Holding both ancient craft and modern tech tools in her hands gave graphic novelist Hannah McCann an idea that landed her in a “whirlwind” last week.
The Leeds-based artist, who was born in Northern Ireland, was awarded the 2025 First Graphic Novel Award for St Brigid & Me at a ceremony in London.
She began the book during the pandemic when visiting her childhood home in rural Co Tyrone. “It was the first time I was home for spring in a decade, I decided I’d really like to make a St Brigid’s cross.”
As she interlaced the reeds, McCann was “mindlessly scrolling on Instagram” where she follows several Northern Irish pro-choice accounts. “I noticed a lot of these account were sharing St Brigid’s iconography,” says McCann. This left her “quite excited by it but confused; in my head they didn’t really go together”.
McCann looked further into Ireland’s female patron saint and her connection with abortion. At the time she was doing an online course in drawing graphic narratives, having honed in on hand-drawn animation and comics in her visual communications degree. And through this course she began work on the first few pages of what has become her book.

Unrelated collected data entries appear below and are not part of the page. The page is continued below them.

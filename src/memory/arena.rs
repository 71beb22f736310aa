//! Memory-mapped arena

use std::{
    ffi::CString,
    fs::{File, OpenOptions},
    os::fd::OwnedFd,
    os::unix::fs::OpenOptionsExt,
    ptr::NonNull,
};

use log::debug;
use memmap2::{MmapMut, MmapOptions};
#[cfg(target_os = "linux")]
use nix::sys::memfd::{memfd_create, MemFdCreateFlag};

use crate::error::{ChunkSchemaError, Result};

use super::config::{BackingType, StoreConfig};

/// One contiguous mapping that chunk storage is carved from
///
/// The arena hands out raw addresses; keeping concurrent writers apart
/// is the job of whoever owns the offsets (the chunk service).
#[derive(Debug)]
pub struct BackingArena {
    name: String,
    backing_type: BackingType,
    mmap: MmapMut,
    base: NonNull<u8>,
    _file: Option<File>,
    _owned_fd: Option<OwnedFd>,
}

impl BackingArena {
    /// Map a new arena as described by `config`
    pub fn new(config: &StoreConfig) -> Result<Self> {
        config.validate()?;

        let (file, owned_fd, mut mmap) = match config.backing_type {
            BackingType::Anonymous => {
                let mmap = MmapOptions::new()
                    .len(config.capacity)
                    .map_anon()
                    .map_err(|e| ChunkSchemaError::from_io(e, "Failed to map anonymous arena"))?;
                (None, None, mmap)
            }
            BackingType::FileBacked => {
                let file = Self::open_file(config)?;
                let mmap = unsafe {
                    MmapOptions::new()
                        .len(config.capacity)
                        .map_mut(&file)
                        .map_err(|e| ChunkSchemaError::from_io(e, "Failed to map arena file"))?
                };
                (Some(file), None, mmap)
            }
            #[cfg(target_os = "linux")]
            BackingType::MemFd => {
                let fd = Self::create_memfd(config)?;
                let mmap = unsafe {
                    MmapOptions::new()
                        .len(config.capacity)
                        .map_mut(&fd)
                        .map_err(|e| ChunkSchemaError::from_io(e, "Failed to map memfd arena"))?
                };
                (None, Some(fd), mmap)
            }
        };

        let base = NonNull::new(mmap.as_mut_ptr())
            .ok_or_else(|| ChunkSchemaError::memory("Arena mapping has a null base"))?;

        debug!(
            "mapped {} arena {} ({} bytes)",
            config.backing_type.name(),
            config.name,
            config.capacity
        );

        Ok(Self {
            name: config.name.clone(),
            backing_type: config.backing_type,
            mmap,
            base,
            _file: file,
            _owned_fd: owned_fd,
        })
    }

    fn open_file(config: &StoreConfig) -> Result<File> {
        let path = config.default_file_path();
        let file = OpenOptions::new()
            .read(true)
            .write(true)
            .create(config.create)
            .truncate(false)
            .mode(config.permissions)
            .open(&path)
            .map_err(|e| ChunkSchemaError::from_io(e, "Failed to create/open arena file"))?;

        let len = file
            .metadata()
            .map_err(|e| ChunkSchemaError::from_io(e, "Failed to stat arena file"))?
            .len();
        if len < config.capacity as u64 {
            file.set_len(config.capacity as u64)
                .map_err(|e| ChunkSchemaError::from_io(e, "Failed to set arena file size"))?;
        }
        Ok(file)
    }

    #[cfg(target_os = "linux")]
    fn create_memfd(config: &StoreConfig) -> Result<OwnedFd> {
        let name = CString::new(config.name.clone())
            .map_err(|_| ChunkSchemaError::invalid_argument("name", "Name contains null bytes"))?;
        let fd = memfd_create(&name, MemFdCreateFlag::MFD_CLOEXEC)
            .map_err(|e| ChunkSchemaError::memory(format!("Failed to create memfd: {}", e)))?;

        let file = File::from(fd);
        file.set_len(config.capacity as u64)
            .map_err(|e| ChunkSchemaError::from_io(e, "Failed to set memfd size"))?;
        Ok(OwnedFd::from(file))
    }

    pub fn name(&self) -> &str {
        &self.name
    }

    pub fn backing_type(&self) -> BackingType {
        self.backing_type
    }

    /// Arena size in bytes
    pub fn capacity(&self) -> usize {
        self.mmap.len()
    }

    fn check_range(&self, offset: usize, len: usize) -> Result<()> {
        match offset.checked_add(len) {
            Some(end) if end <= self.capacity() => Ok(()),
            _ => Err(ChunkSchemaError::invalid_argument(
                "range",
                format!(
                    "{}..+{} is outside the {} byte arena",
                    offset,
                    len,
                    self.capacity()
                ),
            )),
        }
    }

    /// Address of `offset` inside the mapping
    pub fn ptr_at(&self, offset: usize) -> Result<NonNull<u8>> {
        self.check_range(offset, 0)?;
        // SAFETY: offset is within (or one past) the mapping
        Ok(unsafe { NonNull::new_unchecked(self.base.as_ptr().add(offset)) })
    }

    /// Copy bytes out of the arena
    pub fn read(&self, offset: usize, buf: &mut [u8]) -> Result<()> {
        self.check_range(offset, buf.len())?;
        unsafe {
            std::ptr::copy_nonoverlapping(self.base.as_ptr().add(offset), buf.as_mut_ptr(), buf.len());
        }
        Ok(())
    }

    /// Copy bytes into the arena
    pub fn write(&self, offset: usize, bytes: &[u8]) -> Result<()> {
        self.check_range(offset, bytes.len())?;
        unsafe {
            std::ptr::copy_nonoverlapping(bytes.as_ptr(), self.base.as_ptr().add(offset), bytes.len());
        }
        Ok(())
    }

    /// Set a range to one byte value
    pub fn fill(&self, offset: usize, len: usize, byte: u8) -> Result<()> {
        self.check_range(offset, len)?;
        unsafe {
            std::ptr::write_bytes(self.base.as_ptr().add(offset), byte, len);
        }
        Ok(())
    }

    /// Flush changes to the backing file
    pub fn flush(&self) -> Result<()> {
        self.mmap
            .flush()
            .map_err(|e| ChunkSchemaError::from_io(e, "Failed to flush arena"))
    }
}

unsafe impl Send for BackingArena {}
unsafe impl Sync for BackingArena {}

#[cfg(test)]
mod tests {
    use super::*;

    #[test]
    fn test_anonymous_read_write() {
        let arena = BackingArena::new(&StoreConfig::new("anon", 4096)).unwrap();
        assert_eq!(arena.capacity(), 4096);

        arena.write(100, b"chunk").unwrap();
        let mut buf = [0u8; 5];
        arena.read(100, &mut buf).unwrap();
        assert_eq!(&buf, b"chunk");

        arena.fill(100, 5, 0).unwrap();
        arena.read(100, &mut buf).unwrap();
        assert_eq!(buf, [0; 5]);
    }

    #[test]
    fn test_out_of_range_rejected() {
        let arena = BackingArena::new(&StoreConfig::new("anon", 64)).unwrap();
        assert!(arena.write(60, &[0; 8]).is_err());
        assert!(arena.read(usize::MAX, &mut [0; 1]).is_err());
        assert!(arena.ptr_at(64).is_ok());
        assert!(arena.ptr_at(65).is_err());
    }

    #[cfg(target_os = "linux")]
    #[test]
    fn test_memfd_arena() {
        let config = StoreConfig::new("memfd_arena", 8192).with_backing_type(BackingType::MemFd);
        let arena = BackingArena::new(&config).unwrap();
        arena.write(0, &[1, 2, 3]).unwrap();
        let mut buf = [0u8; 3];
        arena.read(0, &mut buf).unwrap();
        assert_eq!(buf, [1, 2, 3]);
    }
}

Like many Irish schoolchildren, McCann had been taught much about St Brigid of Kildare. “I loved her character, her magical cloak”, which she now sees as a “very anti-landlord and anticolonial story”. But the saint’s “magical” abortion miracle was one she had not learned about, guessing it wasn’t “something which the Catholic Church is a fan of”.
McCann found the idea intriguing. She learned more about how Brigid’s full story was recorded in the seventh-century Irish hagiography. In it an Irish monk wrote about how a pregnant nun went to Brigid in fear and Brigid blessed her, causing the pregnancy to disappear and restoring the woman’s health without childbirth or pain. It left McCann wanting to tell a story that focused on how St Brigid was such a caring figure and to show this miracle as healthcare.
Nonfiction graphic novels are a “really important form of journalism”, she says. It’s a “helpful way of communicating areas which are often stigmatised” particularly in the health sphere. “There is something very immediate about comics,” she says.
Hannah McCann. Photograph: Theo Rumsby
Much of her early exposure to comics and graphic novels was in Omagh library as a teenager. But she grew up in a house where her parents and siblings all drew. “It was encouraged. Mummy always wanted us to make cards rather than buying them.”
After doing a foundation course in Belfast, McCann “wanted to leave” Ireland and “see a wider range of people, to do something different and go somewhere new”.
In 2011 she moved to the north Yorkshire city to study, attracted by the underlying ethos of the broad art course: “Making the world a better place.”
“We were taught to investigate things and to weigh up the effect.”
At a job in a print co-operative after college, her colleagues encouraged her to work on the Brigid & Me project and to print the graphic novel.
McCann is working as a reprographics teacher in a secondary school. No doubt many of her students read graphic novels, a booming area in children’s fiction. But the graphic novels written for adults category has also risen strongly in recent years, with a spend of more than £50 million (€57 million) in Britain in 2022 compared with just £5 million in 2005, according to Bookseller.
[ Time to restore Brigit’s distaff as a symbol of peace and healingOpens in new window ]
“Maybe it was sniffed at in the past as not serious or not really reading, but it’s a very important literary device,” she says.
McCann, who says she entered the contest just to get industry feedback, seems taken aback by her success. But with the prize win has come a flurry of phone calls and meetings about publishing her graphic novel. “I feel floored at the idea that I will soon have a graphic novel behind me. This is huge.”
Hannah McCann is from Co Tyrone and has lived in Leeds since 2011.